**PROBLEM STATEMENT:**
Report how many lines in the entries below hold the word "StdRng". Your answer is that number alone.

**RECORDS FOR PROCESSING:**

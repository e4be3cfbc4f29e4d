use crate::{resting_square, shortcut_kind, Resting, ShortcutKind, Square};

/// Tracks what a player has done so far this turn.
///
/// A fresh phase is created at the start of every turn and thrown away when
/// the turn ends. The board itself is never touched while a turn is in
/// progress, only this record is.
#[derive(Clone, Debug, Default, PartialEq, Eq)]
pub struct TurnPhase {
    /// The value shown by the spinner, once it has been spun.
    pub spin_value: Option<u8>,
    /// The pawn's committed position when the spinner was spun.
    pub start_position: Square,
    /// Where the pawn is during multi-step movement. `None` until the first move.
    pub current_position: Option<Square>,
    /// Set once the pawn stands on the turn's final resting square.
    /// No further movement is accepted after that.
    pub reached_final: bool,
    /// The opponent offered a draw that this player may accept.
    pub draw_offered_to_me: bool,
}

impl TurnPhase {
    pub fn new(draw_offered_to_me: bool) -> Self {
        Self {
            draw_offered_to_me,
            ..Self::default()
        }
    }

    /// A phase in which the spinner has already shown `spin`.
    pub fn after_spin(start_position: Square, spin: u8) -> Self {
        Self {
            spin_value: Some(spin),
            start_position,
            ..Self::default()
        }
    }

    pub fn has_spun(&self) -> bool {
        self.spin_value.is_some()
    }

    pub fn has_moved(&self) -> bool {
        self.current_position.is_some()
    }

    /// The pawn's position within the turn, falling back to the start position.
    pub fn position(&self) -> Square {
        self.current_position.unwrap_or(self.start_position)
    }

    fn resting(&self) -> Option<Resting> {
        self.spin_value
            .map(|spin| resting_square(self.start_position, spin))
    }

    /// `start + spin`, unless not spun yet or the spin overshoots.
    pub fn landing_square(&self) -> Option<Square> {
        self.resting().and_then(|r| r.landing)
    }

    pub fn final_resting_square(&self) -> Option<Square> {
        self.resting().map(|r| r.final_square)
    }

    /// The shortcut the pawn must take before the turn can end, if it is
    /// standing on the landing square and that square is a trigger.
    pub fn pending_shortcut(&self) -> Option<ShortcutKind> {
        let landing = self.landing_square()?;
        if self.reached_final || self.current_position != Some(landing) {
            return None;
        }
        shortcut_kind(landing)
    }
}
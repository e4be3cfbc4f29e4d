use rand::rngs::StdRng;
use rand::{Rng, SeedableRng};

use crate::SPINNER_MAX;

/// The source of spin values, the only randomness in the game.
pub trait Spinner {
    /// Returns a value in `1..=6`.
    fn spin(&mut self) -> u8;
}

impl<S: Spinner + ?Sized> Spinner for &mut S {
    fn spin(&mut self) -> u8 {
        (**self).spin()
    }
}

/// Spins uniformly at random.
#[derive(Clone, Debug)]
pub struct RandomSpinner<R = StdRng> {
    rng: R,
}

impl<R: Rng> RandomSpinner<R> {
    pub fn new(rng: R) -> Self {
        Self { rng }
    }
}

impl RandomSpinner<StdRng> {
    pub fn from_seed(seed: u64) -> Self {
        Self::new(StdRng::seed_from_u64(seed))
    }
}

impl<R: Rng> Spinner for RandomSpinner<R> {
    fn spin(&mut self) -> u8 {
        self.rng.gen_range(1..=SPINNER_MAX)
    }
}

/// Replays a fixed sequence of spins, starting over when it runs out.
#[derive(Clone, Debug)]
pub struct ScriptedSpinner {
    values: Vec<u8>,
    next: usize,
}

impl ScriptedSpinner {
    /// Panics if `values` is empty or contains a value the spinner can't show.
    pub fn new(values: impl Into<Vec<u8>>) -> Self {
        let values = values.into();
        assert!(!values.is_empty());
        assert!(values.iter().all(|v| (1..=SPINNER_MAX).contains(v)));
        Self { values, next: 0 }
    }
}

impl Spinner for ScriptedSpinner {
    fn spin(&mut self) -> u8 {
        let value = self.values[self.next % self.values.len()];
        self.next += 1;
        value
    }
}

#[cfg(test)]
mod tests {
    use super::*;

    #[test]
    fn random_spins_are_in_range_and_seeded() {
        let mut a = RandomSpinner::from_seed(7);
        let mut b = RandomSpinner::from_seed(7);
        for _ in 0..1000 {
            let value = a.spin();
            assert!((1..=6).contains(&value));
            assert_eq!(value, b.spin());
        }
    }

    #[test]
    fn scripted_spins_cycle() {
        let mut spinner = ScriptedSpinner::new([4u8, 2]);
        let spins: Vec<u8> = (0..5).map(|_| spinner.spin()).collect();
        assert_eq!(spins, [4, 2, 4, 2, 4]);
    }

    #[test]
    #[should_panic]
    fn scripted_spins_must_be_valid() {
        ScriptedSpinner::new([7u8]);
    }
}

**OUTPUT OF THE TASK:**
4